**YOUR INSTRUCTIONS:**
Going through the data below, find how many lines include the word "network", and reply with that number alone.

**Collected data:**
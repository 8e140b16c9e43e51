//! Pagelens: a single-shot web page extractor
//!
//! This crate fetches one remote document over HTTP(S), parses it as HTML,
//! and extracts a bounded structured record (title, description, headings,
//! links, images) for downstream consumption. One URL in, one record or one
//! classified error out.

pub mod config;
pub mod scraper;
pub mod url;

use thiserror::Error;

/// Main error type for scrape operations
///
/// Each variant carries a human-readable message; the variant itself is the
/// caller-facing error kind. Kinds map to status-like codes via
/// [`ScrapeError::status_code`].
#[derive(Debug, Error)]
pub enum ScrapeError {
    /// Empty or unparsable URL, rejected before any network call
    #[error("Invalid URL: {0}")]
    InvalidInput(String),

    /// DNS resolution failure or connection refusal
    #[error("Website not found or unreachable: {0}")]
    NotFound(String),

    /// Fetch exceeded the configured timeout
    #[error("Request timeout for {0}")]
    Timeout(String),

    /// Any other transport-level failure (TLS, oversized body, protocol)
    #[error("Fetch failed: {0}")]
    FetchFailed(String),

    /// Unexpected failure outside the network path
    #[error("Internal error: {0}")]
    InternalError(String),
}

impl ScrapeError {
    /// Returns the status-like code callers see for this error kind
    pub fn status_code(&self) -> u16 {
        match self {
            ScrapeError::InvalidInput(_) => 400,
            ScrapeError::NotFound(_) => 404,
            ScrapeError::Timeout(_) => 408,
            ScrapeError::FetchFailed(_) => 500,
            ScrapeError::InternalError(_) => 500,
        }
    }

    /// Returns the short name of the error kind, for logs and serialization
    pub fn kind(&self) -> &'static str {
        match self {
            ScrapeError::InvalidInput(_) => "invalid-input",
            ScrapeError::NotFound(_) => "not-found",
            ScrapeError::Timeout(_) => "timeout",
            ScrapeError::FetchFailed(_) => "fetch-failed",
            ScrapeError::InternalError(_) => "internal-error",
        }
    }
}

/// Configuration-specific errors
#[derive(Debug, Error)]
pub enum ConfigError {
    #[error("Failed to read config file: {0}")]
    Io(#[from] std::io::Error),

    #[error("Failed to parse TOML: {0}")]
    Parse(#[from] toml::de::Error),

    #[error("Validation error: {0}")]
    Validation(String),
}

/// Result type alias for scrape operations
pub type Result<T> = std::result::Result<T, ScrapeError>;

/// Result type alias for configuration operations
pub type ConfigResult<T> = std::result::Result<T, ConfigError>;

// Re-export commonly used types
pub use config::Config;
pub use scraper::{scrape, ImageEntry, LinkEntry, ScrapeResult, Scraper};
pub use url::normalize_url;
use crate::config::LimitsConfig;
use crate::scraper::types::ScrapeResult;

/// Truncates each extracted collection to its configured maximum
///
/// Keeps the first entries in document order; no sampling, no dedup. Pure
/// and total: a record already within limits is left unchanged.
pub fn apply_limits(result: &mut ScrapeResult, limits: &LimitsConfig) {
    result.headings.truncate(limits.max_headings);
    result.links.truncate(limits.max_links);
    result.images.truncate(limits.max_images);
}
// Simple command-line application to play chess against the greedy strategy

use duelchess::game::Game;
use duelchess::strategy::{Greedy, Human};

fn main() {
    tracing_subscriber::fmt()
        .with_env_filter(tracing_subscriber::EnvFilter::from_default_env())
        .init();

    println!("You are WHITE. Enter squares as x,y with 0-based digits, e.g. 4,1.");

    let mut game = Game::new(Box::new(Human::new()), Box::new(Greedy::new()));
    let outcome = game.play().unwrap();

    println!();
    println!("Game finished: {}", outcome);
    println!("The game took {} plies.", game.moves().len());
}
//! Board and related things

use crate::movegen;
use crate::moves::{Move, MoveError};
use crate::types::{Color, Piece, PieceKind, Position};

use std::collections::{HashMap, HashSet};
use std::fmt;

/// An 8x8 chess board: a mapping from occupied squares to pieces.
///
/// The board holds no game state beyond piece placement. Whose turn it is,
/// the move history, and the draw counters all belong to the caller (see
/// [`Game`](crate::game::Game)).
///
/// Cloning a board copies the whole mapping; a clone never aliases the
/// original. This is what makes the what-if probing in [`Board::legal_moves`]
/// safe: every candidate move is applied to its own clone and the clone is
/// discarded.
///
/// # Example
///
/// ```
/// # use duelchess::{Board, Color, Piece, PieceKind, Position};
/// #
/// let board = Board::initial();
/// assert_eq!(
///     board.get(Position::from_parts(4, 0)),
///     Some(Piece::new(Color::White, PieceKind::King)),
/// );
/// assert_eq!(board.legal_moves(Color::White).len(), 20);
/// ```
#[derive(Debug, Clone, Default, PartialEq, Eq)]
pub struct Board {
    pieces: HashMap<Position, Piece>,
}

impl Board {
    /// Returns a board with no pieces on it.
    pub fn empty() -> Board {
        Board::default()
    }

    /// Returns a board with the standard starting position.
    pub fn initial() -> Board {
        const BACK_RANK: [PieceKind; 8] = [
            PieceKind::Rook,
            PieceKind::Knight,
            PieceKind::Bishop,
            PieceKind::Queen,
            PieceKind::King,
            PieceKind::Bishop,
            PieceKind::Knight,
            PieceKind::Rook,
        ];
        let mut res = Board::empty();
        for x in Position::MIN..=Position::MAX {
            res.put(
                Position::from_parts(x, 1),
                Piece::new(Color::White, PieceKind::Pawn),
            );
            res.put(
                Position::from_parts(x, 6),
                Piece::new(Color::Black, PieceKind::Pawn),
            );
        }
        for (x, &kind) in BACK_RANK.iter().enumerate() {
            res.put(
                Position::from_parts(x as u8, 0),
                Piece::new(Color::White, kind),
            );
            res.put(
                Position::from_parts(x as u8, 7),
                Piece::new(Color::Black, kind),
            );
        }
        res
    }

    /// Returns the piece standing on `pos`, if any.
    pub fn get(&self, pos: Position) -> Option<Piece> {
        self.pieces.get(&pos).copied()
    }

    /// Places `piece` on `pos`, returning whatever stood there before.
    pub fn put(&mut self, pos: Position, piece: Piece) -> Option<Piece> {
        self.pieces.insert(pos, piece)
    }

    /// Iterates over all occupied squares.
    pub fn pieces(&self) -> impl Iterator<Item = (Position, Piece)> + '_ {
        self.pieces.iter().map(|(&pos, &piece)| (pos, piece))
    }

    /// Number of pieces on the board.
    pub fn len(&self) -> usize {
        self.pieces.len()
    }

    pub fn is_empty(&self) -> bool {
        self.pieces.is_empty()
    }

    /// Every move `color` may make by piece geometry alone, ignoring whether
    /// the mover's king is left in check.
    ///
    /// This is the generation mode [`Board::is_checked`] relies on: check
    /// detection must not recurse into the legality filter.
    pub fn pseudo_legal_moves(&self, color: Color) -> HashSet<Move> {
        let mut res = HashSet::new();
        for (from, piece) in self.pieces() {
            if piece.color != color {
                continue;
            }
            for to in &movegen::destinations(piece, from, &|p| self.get(p)) {
                res.insert(Move::new(from, *to, piece, self.get(*to)));
            }
        }
        res
    }

    /// Every move `color` may make without leaving its own king in check.
    ///
    /// Each pseudo-legal candidate is applied to a clone of the board and kept
    /// only if the clone does not report check for the mover afterwards. The
    /// cost is one board copy per candidate, which is fine for turn-based play.
    pub fn legal_moves(&self, color: Color) -> HashSet<Move> {
        let mut res = HashSet::new();
        for mv in self.pseudo_legal_moves(color) {
            let mut probe = self.clone();
            probe
                .apply_move(&mv)
                .expect("pseudo-legal move must apply to a board clone");
            if !probe.is_checked(color) {
                res.insert(mv);
            }
        }
        res
    }

    /// Whether the king of `color` is under attack.
    ///
    /// Check is derived from move generation in reverse: the king is checked
    /// iff some opposing pseudo-legal move would capture it next ply.
    pub fn is_checked(&self, color: Color) -> bool {
        self.pseudo_legal_moves(color.opposite())
            .iter()
            .any(|mv| match mv.captured {
                Some(captured) => captured.color == color && captured.kind == PieceKind::King,
                None => false,
            })
    }

    /// Applies `mv` to the board: the piece on `mv.from` is moved onto
    /// `mv.to`, capturing whatever stood there.
    ///
    /// The move is re-validated against the current position rather than
    /// trusted: there must be a piece on the source square, the destination
    /// must be in that piece's freshly computed pseudo-legal set, and the
    /// destination must not hold a piece of the moving side.
    pub fn apply_move(&mut self, mv: &Move) -> Result<(), MoveError> {
        let piece = self.get(mv.from).ok_or(MoveError::EmptySource(mv.from))?;
        if !movegen::destinations(piece, mv.from, &|p| self.get(p)).contains(&mv.to) {
            return Err(MoveError::UnreachableDestination(mv.to));
        }
        if let Some(target) = self.get(mv.to) {
            if target.color == piece.color {
                return Err(MoveError::FriendlyCapture(mv.to));
            }
        }
        self.pieces.remove(&mv.from);
        self.pieces.insert(mv.to, piece);
        Ok(())
    }

    /// Wraps the board to allow pretty-printing with the given style.
    ///
    /// The resulting wrapper implements [`fmt::Display`], so can be used with
    /// `write!()`, `println!()`, or `ToString::to_string`.
    pub fn pretty(&self, style: PrettyStyle) -> Pretty<'_> {
        Pretty { board: self, style }
    }
}

/// Pretty-printing style for [`Board::pretty`].
#[derive(Debug, Copy, Clone, PartialEq, Eq)]
pub enum PrettyStyle {
    /// Two-character cells, color code followed by piece code.
    Ascii,
    /// Unicode chess glyphs.
    Utf8,
}

/// Board pretty-printer, see [`Board::pretty`].
pub struct Pretty<'a> {
    board: &'a Board,
    style: PrettyStyle,
}

impl fmt::Display for Pretty<'_> {
    fn fmt(&self, f: &mut fmt::Formatter<'_>) -> Result<(), fmt::Error> {
        const HORZ: &str = " +--+--+--+--+--+--+--+--+";
        for y in (Position::MIN..=Position::MAX).rev() {
            writeln!(f, "{}", HORZ)?;
            write!(f, "{}", Position::from_parts(0, y).rank_char())?;
            for x in Position::MIN..=Position::MAX {
                match self.board.get(Position::from_parts(x, y)) {
                    Some(piece) => match self.style {
                        PrettyStyle::Ascii => {
                            write!(f, "|{}{}", piece.color.code(), piece.kind.code())?
                        }
                        PrettyStyle::Utf8 => write!(f, "|{} ", piece.as_utf8_char())?,
                    },
                    None => write!(f, "|  ")?,
                }
            }
            writeln!(f, "|")?;
        }
        writeln!(f, "{}", HORZ)?;
        write!(f, "  ")?;
        for x in Position::MIN..=Position::MAX {
            write!(f, "{}  ", Position::from_parts(x, 0).file_char())?;
        }
        writeln!(f)
    }
}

**WRITTEN ANSWER:**
2